_Description of the task:_
Leave every entry as it is and write the data out in full.

_Exercise inputs:_
>>>>>
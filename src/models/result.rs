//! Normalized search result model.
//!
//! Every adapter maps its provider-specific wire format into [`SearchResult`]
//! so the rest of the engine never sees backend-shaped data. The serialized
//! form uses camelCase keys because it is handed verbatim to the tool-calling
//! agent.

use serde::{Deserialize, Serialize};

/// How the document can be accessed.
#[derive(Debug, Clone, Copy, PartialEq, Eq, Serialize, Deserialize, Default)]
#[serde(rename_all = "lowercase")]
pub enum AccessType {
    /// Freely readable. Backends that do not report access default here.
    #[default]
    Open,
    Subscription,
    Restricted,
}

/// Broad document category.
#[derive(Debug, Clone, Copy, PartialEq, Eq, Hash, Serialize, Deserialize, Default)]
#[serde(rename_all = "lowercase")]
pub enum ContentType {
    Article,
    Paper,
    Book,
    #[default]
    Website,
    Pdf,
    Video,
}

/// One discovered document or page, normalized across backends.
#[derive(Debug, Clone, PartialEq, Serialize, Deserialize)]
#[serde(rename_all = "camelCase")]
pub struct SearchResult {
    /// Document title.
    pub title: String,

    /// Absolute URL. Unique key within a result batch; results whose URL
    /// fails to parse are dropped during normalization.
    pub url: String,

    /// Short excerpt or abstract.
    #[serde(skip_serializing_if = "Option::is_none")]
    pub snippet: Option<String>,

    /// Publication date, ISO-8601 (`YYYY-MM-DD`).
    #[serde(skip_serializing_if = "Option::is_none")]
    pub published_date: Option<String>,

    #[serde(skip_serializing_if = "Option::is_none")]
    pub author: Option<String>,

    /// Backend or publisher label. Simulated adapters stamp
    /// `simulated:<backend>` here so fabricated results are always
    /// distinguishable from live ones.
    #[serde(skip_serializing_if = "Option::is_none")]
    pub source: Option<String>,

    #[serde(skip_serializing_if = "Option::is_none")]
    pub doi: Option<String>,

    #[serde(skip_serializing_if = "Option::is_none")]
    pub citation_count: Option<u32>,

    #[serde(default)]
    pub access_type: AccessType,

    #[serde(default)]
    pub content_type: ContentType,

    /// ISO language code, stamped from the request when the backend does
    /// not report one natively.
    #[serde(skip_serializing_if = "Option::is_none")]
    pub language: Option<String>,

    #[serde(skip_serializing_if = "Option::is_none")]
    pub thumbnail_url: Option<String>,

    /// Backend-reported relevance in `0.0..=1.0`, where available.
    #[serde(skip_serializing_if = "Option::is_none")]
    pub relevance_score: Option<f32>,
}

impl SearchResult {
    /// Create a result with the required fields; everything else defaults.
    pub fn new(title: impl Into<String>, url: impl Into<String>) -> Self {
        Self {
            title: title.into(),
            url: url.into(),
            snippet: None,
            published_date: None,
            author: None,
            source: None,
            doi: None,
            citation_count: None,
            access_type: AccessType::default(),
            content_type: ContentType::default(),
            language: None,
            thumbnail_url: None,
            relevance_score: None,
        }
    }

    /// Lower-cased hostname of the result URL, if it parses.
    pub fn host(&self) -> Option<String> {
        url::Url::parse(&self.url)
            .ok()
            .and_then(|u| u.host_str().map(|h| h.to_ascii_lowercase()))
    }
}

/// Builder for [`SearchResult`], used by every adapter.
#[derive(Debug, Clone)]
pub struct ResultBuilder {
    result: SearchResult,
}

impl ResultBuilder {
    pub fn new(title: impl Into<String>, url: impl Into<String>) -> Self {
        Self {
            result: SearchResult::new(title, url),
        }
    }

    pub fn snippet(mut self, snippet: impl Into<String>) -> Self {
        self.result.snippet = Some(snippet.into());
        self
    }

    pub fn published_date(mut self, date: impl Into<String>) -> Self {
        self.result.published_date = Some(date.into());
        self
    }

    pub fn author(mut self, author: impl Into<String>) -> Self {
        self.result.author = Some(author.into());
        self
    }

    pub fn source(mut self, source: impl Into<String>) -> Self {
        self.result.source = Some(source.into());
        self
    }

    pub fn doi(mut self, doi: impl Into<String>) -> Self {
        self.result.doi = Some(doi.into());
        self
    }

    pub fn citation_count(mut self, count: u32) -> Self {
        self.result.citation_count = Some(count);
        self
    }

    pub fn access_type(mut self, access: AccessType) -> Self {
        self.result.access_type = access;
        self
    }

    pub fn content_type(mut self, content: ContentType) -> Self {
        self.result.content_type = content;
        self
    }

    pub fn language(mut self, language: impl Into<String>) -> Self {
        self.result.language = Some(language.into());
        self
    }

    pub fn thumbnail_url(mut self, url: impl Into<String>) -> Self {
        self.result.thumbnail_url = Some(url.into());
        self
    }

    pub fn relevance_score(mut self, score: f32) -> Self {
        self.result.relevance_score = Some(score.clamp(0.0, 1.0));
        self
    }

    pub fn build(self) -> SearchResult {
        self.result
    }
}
<<<<<
_Output:_
filename src/models/result.rs
//! Normalized search result model.
//!
//! Every adapter maps its provider-specific wire format into [`SearchResult`]
//! so the rest of the engine never sees backend-shaped data. The serialized
//! form uses camelCase keys because it is handed verbatim to the tool-calling
//! agent.

use serde::{Deserialize, Serialize};

/// How the document can be accessed.
#[derive(Debug, Clone, Copy, PartialEq, Eq, Serialize, Deserialize, Default)]
#[serde(rename_all = "lowercase")]
pub enum AccessType {
    /// Freely readable. Backends that do not report access default here.
    #[default]
    Open,
    Subscription,
    Restricted,
}

/// Broad document category.
#[derive(Debug, Clone, Copy, PartialEq, Eq, Hash, Serialize, Deserialize, Default)]
#[serde(rename_all = "lowercase")]
pub enum ContentType {
    Article,
    Paper,
    Book,
    #[default]
    Website,
    Pdf,
    Video,
}

/// One discovered document or page, normalized across backends.
#[derive(Debug, Clone, PartialEq, Serialize, Deserialize)]
#[serde(rename_all = "camelCase")]
pub struct SearchResult {
    /// Document title.
    pub title: String,

    /// Absolute URL. Unique key within a result batch; results whose URL
    /// fails to parse are dropped during normalization.
    pub url: String,

    /// Short excerpt or abstract.
    #[serde(skip_serializing_if = "Option::is_none")]
    pub snippet: Option<String>,

    /// Publication date, ISO-8601 (`YYYY-MM-DD`).
    #[serde(skip_serializing_if = "Option::is_none")]
    pub published_date: Option<String>,

    #[serde(skip_serializing_if = "Option::is_none")]
    pub author: Option<String>,

    /// Backend or publisher label. Simulated adapters stamp
    /// `simulated:<backend>` here so fabricated results are always
    /// distinguishable from live ones.
    #[serde(skip_serializing_if = "Option::is_none")]
    pub source: Option<String>,

    #[serde(skip_serializing_if = "Option::is_none")]
    pub doi: Option<String>,

    #[serde(skip_serializing_if = "Option::is_none")]
    pub citation_count: Option<u32>,

    #[serde(default)]
    pub access_type: AccessType,

    #[serde(default)]
    pub content_type: ContentType,

    /// ISO language code, stamped from the request when the backend does
    /// not report one natively.
    #[serde(skip_serializing_if = "Option::is_none")]
    pub language: Option<String>,

    #[serde(skip_serializing_if = "Option::is_none")]
    pub thumbnail_url: Option<String>,

    /// Backend-reported relevance in `0.0..=1.0`, where available.
    #[serde(skip_serializing_if = "Option::is_none")]
    pub relevance_score: Option<f32>,
}

impl SearchResult {
    /// Create a result with the required fields; everything else defaults.
    pub fn new(title: impl Into<String>, url: impl Into<String>) -> Self {
        Self {
            title: title.into(),
            url: url.into(),
            snippet: None,
            published_date: None,
            author: None,
            source: None,
            doi: None,
            citation_count: None,
            access_type: AccessType::default(),
            content_type: ContentType::default(),
            language: None,
            thumbnail_url: None,
            relevance_score: None,
        }
    }

    /// Lower-cased hostname of the result URL, if it parses.
    pub fn host(&self) -> Option<String> {
        url::Url::parse(&self.url)
            .ok()
            .and_then(|u| u.host_str().map(|h| h.to_ascii_lowercase()))
    }
}

/// Builder for [`SearchResult`], used by every adapter.
#[derive(Debug, Clone)]
pub struct ResultBuilder {
    result: SearchResult,
}

impl ResultBuilder {
    pub fn new(title: impl Into<String>, url: impl Into<String>) -> Self {
        Self {
            result: SearchResult::new(title, url),
        }
    }

    pub fn snippet(mut self, snippet: impl Into<String>) -> Self {
        self.result.snippet = Some(snippet.into());
        self
    }

    pub fn published_date(mut self, date: impl Into<String>) -> Self {
        self.result.published_date = Some(date.into());
        self
    }

    pub fn author(mut self, author: impl Into<String>) -> Self {
        self.result.author = Some(author.into());
        self
    }

    pub fn source(mut self, source: impl Into<String>) -> Self {
        self.result.source = Some(source.into());
        self
    }

    pub fn doi(mut self, doi: impl Into<String>) -> Self {
        self.result.doi = Some(doi.into());
        self
    }

    pub fn citation_count(mut self, count: u32) -> Self {
        self.result.citation_count = Some(count);
        self
    }

    pub fn access_type(mut self, access: AccessType) -> Self {
        self.result.access_type = access;
        self
    }

    pub fn content_type(mut self, content: ContentType) -> Self {
        self.result.content_type = content;
        self
    }

    pub fn language(mut self, language: impl Into<String>) -> Self {
        self.result.language = Some(language.into());
        self
    }

    pub fn thumbnail_url(mut self, url: impl Into<String>) -> Self {
        self.result.thumbnail_url = Some(url.into());
        self
    }

    pub fn relevance_score(mut self, score: f32) -> Self {
        self.result.relevance_score = Some(score.clamp(0.0, 1.0));
        self
    }

    pub fn build(self) -> SearchResult {
        self.result
    }
}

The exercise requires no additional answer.